Hayden J concluded that the subtle variations in language used in the plan such as “gentle persuasion”; “tacitly compliant”; “passive acceptance”; “tacit cooperation” and “acquiescence” illustrated the complexity of the challenge for clinicians and nurses who would have to make these fine judgements, but which were simply euphemisms for force feeding. “A plan which stated specifically that WA will be force fed unless he actively resists would, I suspect, cause most people to recoil from it. It does not become any less disagreeable when dressed in softer language.”
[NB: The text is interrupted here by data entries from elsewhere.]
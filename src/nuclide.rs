//! Radionuclide identifiers and their decay constants

use std::collections::BTreeMap;
use std::fmt;
use std::str::FromStr;

use units::{day, hour, rate_from_half_life};

use crate::error::{Error, Result};
use crate::types::{Frequency, Time};

/// Radionuclide in canonical, number-first form: `177Lu`, `90Y`.
///
/// Parsing accepts the symbol-first form (`Lu177`, `Lu-177`) as well, and
/// drops any separators. The letter case of the symbol is preserved.
#[derive(Clone, Debug, PartialEq, Eq, PartialOrd, Ord, Hash)]
pub struct RadionuclideId(String);

impl RadionuclideId {
    pub fn as_str(&self) -> &str { &self.0 }

    /// Does `file_name` belong to this radionuclide's datasets?
    ///
    /// Exact, case-sensitive prefix match against the canonical form.
    pub fn is_prefix_of(&self, file_name: &str) -> bool { file_name.starts_with(&self.0) }
}

impl FromStr for RadionuclideId {
    type Err = Error;

    fn from_str(s: &str) -> Result<Self> {
        let number: String = s.chars().filter(char::is_ascii_digit    ).collect();
        let symbol: String = s.chars().filter(char::is_ascii_alphabetic).collect();
        let only_separators = s.chars().all(|c| c.is_ascii_alphanumeric() || matches!(c, '-' | '_' | ' '));
        if number.is_empty() || symbol.is_empty() || !only_separators {
            return Err(Error::InvalidNuclide(s.into()))
        }
        Ok(Self(number + &symbol))
    }
}

impl fmt::Display for RadionuclideId {
    fn fmt(&self, f: &mut fmt::Formatter<'_>) -> fmt::Result { f.write_str(&self.0) }
}

/// Half-lives of the supported radionuclides
#[derive(Clone, Debug)]
pub struct Registry {
    half_lives: BTreeMap<RadionuclideId, Time>,
}

impl Registry {

    pub fn new(half_lives: impl IntoIterator<Item = (RadionuclideId, Time)>) -> Self {
        Self { half_lives: half_lives.into_iter().collect() }
    }

    pub fn half_life(&self, id: &RadionuclideId) -> Result<Time> {
        self.half_lives
            .get(id)
            .copied()
            .ok_or_else(|| Error::UnsupportedNuclide(id.to_string()))
    }

    /// Decay constant `λ = ln 2 / T½`
    pub fn resolve(&self, id: &RadionuclideId) -> Result<Frequency> {
        self.half_life(id).map(rate_from_half_life)
    }

    /// Canonicalize `name` and look up its decay constant
    pub fn resolve_str(&self, name: &str) -> Result<Frequency> {
        self.resolve(&name.parse()?)
    }

    /// Add `id`, replacing any half-life it already had
    pub fn insert(&mut self, id: RadionuclideId, half_life: Time) {
        self.half_lives.insert(id, half_life);
    }
}

impl Default for Registry {
    fn default() -> Self {
        let known = [
            ( "89Sr",   day(50.5  )),
            ( "90Y" ,  hour(64.2  )),
            ("131I" ,   day( 8.02 )),
            ("153Sm",  hour(46.3  )),
            ("177Lu",   day( 6.647)),
            ("186Re",   day( 3.8  )),
            ("188Re",  hour(16.98 )),
        ];
        Self::new(known.into_iter().map(|(id, t)| (RadionuclideId(id.into()), t)))
    }
}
Hayden J therefore concluded that Option 3 was not viable or in WA’s best interests, and emphasised that “loss of capacity does not override respect for personal autonomy. Protecting the autonomy of the incapacitous is every bit as important as protecting the autonomy of the capacitous.” As such, although Hayden J concluded that WA lacked capacity to make decisions about his treatment, it was in his best interests to retain the autonomy to do so.
It was evident to all involved that WA has a great deal to offer and the judgment ended on this note:
‘No effort should be spared in encouraging him to choose life. This said, I have come to the clear view that when WA says no to CANH his refusal should be respected. No must mean no!.’
‘… I am not in a position to reinforce WA’s sense of identity in any way, only engagement in the identified psychological therapy will achieve that. I, am, however, able to protect WA’s autonomy. In effect, to restore it to him. For all involved in this case the decisions have been difficult and painful. From this point on the decisions will ultimately be taken by WA with the advice and encouragement of his family and the clinicians, but no more than that.’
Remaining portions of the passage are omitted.